====== Data under study ======

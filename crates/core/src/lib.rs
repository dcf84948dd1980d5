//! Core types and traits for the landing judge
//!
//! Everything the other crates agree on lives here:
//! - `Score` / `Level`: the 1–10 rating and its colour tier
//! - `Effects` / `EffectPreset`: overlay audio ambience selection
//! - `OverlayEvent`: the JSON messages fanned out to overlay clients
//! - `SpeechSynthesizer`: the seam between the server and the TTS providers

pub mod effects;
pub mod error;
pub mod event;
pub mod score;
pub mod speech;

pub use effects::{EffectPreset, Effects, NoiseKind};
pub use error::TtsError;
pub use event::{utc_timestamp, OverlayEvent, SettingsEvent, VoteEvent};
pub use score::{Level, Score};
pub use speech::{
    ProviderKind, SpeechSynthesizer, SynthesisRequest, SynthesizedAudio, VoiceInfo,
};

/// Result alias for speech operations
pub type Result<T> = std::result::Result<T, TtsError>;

======
====== Data under study ======

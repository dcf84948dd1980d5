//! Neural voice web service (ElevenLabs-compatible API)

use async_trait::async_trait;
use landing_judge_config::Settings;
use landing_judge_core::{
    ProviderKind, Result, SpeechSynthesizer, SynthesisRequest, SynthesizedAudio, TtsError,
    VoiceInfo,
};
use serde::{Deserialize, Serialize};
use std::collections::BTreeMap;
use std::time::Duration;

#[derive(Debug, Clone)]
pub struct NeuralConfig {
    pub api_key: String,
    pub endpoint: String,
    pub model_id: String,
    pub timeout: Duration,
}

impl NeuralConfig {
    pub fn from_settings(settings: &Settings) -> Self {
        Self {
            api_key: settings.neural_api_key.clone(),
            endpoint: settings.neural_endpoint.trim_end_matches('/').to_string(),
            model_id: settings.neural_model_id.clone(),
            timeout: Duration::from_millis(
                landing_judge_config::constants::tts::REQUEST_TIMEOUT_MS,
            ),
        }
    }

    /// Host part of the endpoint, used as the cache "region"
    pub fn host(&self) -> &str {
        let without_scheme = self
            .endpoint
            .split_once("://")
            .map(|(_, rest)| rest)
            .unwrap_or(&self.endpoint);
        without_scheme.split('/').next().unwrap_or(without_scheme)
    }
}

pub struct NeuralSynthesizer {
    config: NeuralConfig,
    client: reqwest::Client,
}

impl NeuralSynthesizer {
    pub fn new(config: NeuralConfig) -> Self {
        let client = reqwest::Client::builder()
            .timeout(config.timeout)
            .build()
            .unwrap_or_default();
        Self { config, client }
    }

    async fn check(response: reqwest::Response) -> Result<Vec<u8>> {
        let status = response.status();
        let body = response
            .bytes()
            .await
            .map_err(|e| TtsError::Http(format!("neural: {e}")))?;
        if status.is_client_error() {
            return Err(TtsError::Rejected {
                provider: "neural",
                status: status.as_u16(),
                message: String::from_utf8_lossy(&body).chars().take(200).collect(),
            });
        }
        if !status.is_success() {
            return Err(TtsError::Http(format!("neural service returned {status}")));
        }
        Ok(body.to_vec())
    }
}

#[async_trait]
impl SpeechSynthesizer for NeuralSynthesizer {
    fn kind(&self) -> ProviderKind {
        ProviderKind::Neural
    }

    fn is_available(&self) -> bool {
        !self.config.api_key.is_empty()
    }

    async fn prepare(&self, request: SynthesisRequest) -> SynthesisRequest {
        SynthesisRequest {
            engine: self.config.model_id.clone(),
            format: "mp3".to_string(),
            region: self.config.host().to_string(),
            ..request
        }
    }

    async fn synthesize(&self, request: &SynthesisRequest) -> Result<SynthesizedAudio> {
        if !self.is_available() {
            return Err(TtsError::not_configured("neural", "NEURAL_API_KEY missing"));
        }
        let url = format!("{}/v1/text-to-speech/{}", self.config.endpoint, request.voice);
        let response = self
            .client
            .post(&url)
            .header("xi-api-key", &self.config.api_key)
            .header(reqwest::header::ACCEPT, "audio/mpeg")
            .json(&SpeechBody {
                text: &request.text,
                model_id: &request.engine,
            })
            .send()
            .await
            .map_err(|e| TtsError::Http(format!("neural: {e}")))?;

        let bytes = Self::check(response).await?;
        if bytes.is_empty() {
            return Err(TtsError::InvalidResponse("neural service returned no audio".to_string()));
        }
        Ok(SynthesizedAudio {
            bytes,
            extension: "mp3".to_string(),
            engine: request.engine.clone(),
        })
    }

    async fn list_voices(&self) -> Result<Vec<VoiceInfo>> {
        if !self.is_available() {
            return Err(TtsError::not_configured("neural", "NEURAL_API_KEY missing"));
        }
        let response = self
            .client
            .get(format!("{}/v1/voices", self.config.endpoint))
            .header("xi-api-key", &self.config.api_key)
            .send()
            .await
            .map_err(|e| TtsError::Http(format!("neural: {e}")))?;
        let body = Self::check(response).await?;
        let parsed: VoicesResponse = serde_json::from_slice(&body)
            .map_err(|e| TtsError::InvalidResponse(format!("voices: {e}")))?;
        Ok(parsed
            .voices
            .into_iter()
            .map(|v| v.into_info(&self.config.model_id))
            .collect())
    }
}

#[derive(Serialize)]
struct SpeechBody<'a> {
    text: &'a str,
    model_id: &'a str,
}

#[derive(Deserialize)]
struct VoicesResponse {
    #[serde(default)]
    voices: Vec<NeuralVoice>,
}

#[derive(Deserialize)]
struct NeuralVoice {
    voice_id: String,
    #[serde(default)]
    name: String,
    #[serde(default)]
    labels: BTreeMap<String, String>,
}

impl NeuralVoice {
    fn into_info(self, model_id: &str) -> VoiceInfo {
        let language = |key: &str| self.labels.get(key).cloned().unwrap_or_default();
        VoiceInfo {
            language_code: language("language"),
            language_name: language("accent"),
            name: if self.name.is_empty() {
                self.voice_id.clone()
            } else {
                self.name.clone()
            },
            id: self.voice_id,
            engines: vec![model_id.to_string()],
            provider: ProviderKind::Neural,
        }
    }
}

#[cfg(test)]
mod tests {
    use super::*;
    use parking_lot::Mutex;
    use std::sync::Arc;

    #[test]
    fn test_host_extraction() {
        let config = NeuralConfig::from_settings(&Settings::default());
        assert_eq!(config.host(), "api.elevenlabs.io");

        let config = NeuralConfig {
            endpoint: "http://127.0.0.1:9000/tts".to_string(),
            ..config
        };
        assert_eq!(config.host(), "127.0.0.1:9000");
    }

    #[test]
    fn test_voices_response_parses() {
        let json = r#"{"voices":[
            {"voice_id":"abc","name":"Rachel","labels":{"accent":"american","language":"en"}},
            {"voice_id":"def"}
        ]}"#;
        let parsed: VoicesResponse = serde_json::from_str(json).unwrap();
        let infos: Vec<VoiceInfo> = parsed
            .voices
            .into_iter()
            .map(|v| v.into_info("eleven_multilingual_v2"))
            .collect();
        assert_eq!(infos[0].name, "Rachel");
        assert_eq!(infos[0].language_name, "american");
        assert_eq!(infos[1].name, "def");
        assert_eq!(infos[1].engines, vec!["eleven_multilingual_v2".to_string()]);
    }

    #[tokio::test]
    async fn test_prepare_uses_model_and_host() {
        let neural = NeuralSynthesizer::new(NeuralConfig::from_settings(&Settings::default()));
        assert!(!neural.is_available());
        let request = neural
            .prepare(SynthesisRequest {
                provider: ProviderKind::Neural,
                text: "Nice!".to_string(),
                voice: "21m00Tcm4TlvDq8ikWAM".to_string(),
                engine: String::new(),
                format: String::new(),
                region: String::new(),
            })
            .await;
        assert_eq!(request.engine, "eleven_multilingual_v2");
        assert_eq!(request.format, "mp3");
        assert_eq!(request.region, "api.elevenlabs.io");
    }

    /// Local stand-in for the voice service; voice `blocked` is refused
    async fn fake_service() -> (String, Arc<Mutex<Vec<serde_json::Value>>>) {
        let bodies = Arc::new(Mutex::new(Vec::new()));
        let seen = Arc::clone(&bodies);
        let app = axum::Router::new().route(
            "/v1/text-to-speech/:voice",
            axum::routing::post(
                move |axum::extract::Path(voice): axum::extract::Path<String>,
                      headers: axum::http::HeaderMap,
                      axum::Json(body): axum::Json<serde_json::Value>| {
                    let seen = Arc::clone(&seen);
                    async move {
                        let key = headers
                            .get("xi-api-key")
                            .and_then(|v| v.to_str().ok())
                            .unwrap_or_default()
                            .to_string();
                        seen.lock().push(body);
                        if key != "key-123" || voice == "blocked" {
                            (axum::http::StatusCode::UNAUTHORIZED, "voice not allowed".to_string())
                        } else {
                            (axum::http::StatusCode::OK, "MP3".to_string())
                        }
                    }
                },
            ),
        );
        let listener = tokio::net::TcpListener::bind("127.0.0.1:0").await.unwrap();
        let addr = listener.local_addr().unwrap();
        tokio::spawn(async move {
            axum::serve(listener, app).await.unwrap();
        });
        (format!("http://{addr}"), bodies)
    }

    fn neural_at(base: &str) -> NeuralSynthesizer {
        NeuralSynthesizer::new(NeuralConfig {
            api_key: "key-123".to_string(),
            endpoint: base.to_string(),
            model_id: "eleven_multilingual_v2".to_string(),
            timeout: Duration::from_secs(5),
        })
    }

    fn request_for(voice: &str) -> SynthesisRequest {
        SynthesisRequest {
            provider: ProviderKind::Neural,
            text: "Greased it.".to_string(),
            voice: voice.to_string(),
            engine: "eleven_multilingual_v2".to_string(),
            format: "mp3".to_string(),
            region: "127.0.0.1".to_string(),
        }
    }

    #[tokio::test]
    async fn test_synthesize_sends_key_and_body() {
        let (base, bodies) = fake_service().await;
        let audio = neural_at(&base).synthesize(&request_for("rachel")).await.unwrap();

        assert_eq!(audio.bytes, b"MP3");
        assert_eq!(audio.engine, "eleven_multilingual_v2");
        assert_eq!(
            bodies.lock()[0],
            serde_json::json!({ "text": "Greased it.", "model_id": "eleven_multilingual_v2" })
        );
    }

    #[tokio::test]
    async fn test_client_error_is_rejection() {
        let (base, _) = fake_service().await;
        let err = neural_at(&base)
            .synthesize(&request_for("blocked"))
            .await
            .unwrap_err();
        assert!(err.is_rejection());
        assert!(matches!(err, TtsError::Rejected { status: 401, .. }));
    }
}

======

Work order
Above are the lines; repeat exactly the ones from the line containing "pub fn new(config: NeuralConfig)" down to the line containing "impl SpeechSynthesizer for", both inclusive.

Reply to the exercise
    pub fn new(config: NeuralConfig) -> Self {
        let client = reqwest::Client::builder()
            .timeout(config.timeout)
            .build()
            .unwrap_or_default();
        Self { config, client }
    }

    async fn check(response: reqwest::Response) -> Result<Vec<u8>> {
        let status = response.status();
        let body = response
            .bytes()
            .await
            .map_err(|e| TtsError::Http(format!("neural: {e}")))?;
        if status.is_client_error() {
            return Err(TtsError::Rejected {
                provider: "neural",
                status: status.as_u16(),
                message: String::from_utf8_lossy(&body).chars().take(200).collect(),
            });
        }
        if !status.is_success() {
            return Err(TtsError::Http(format!("neural service returned {status}")));
        }
        Ok(body.to_vec())
    }
}

#[async_trait]
impl SpeechSynthesizer for NeuralSynthesizer {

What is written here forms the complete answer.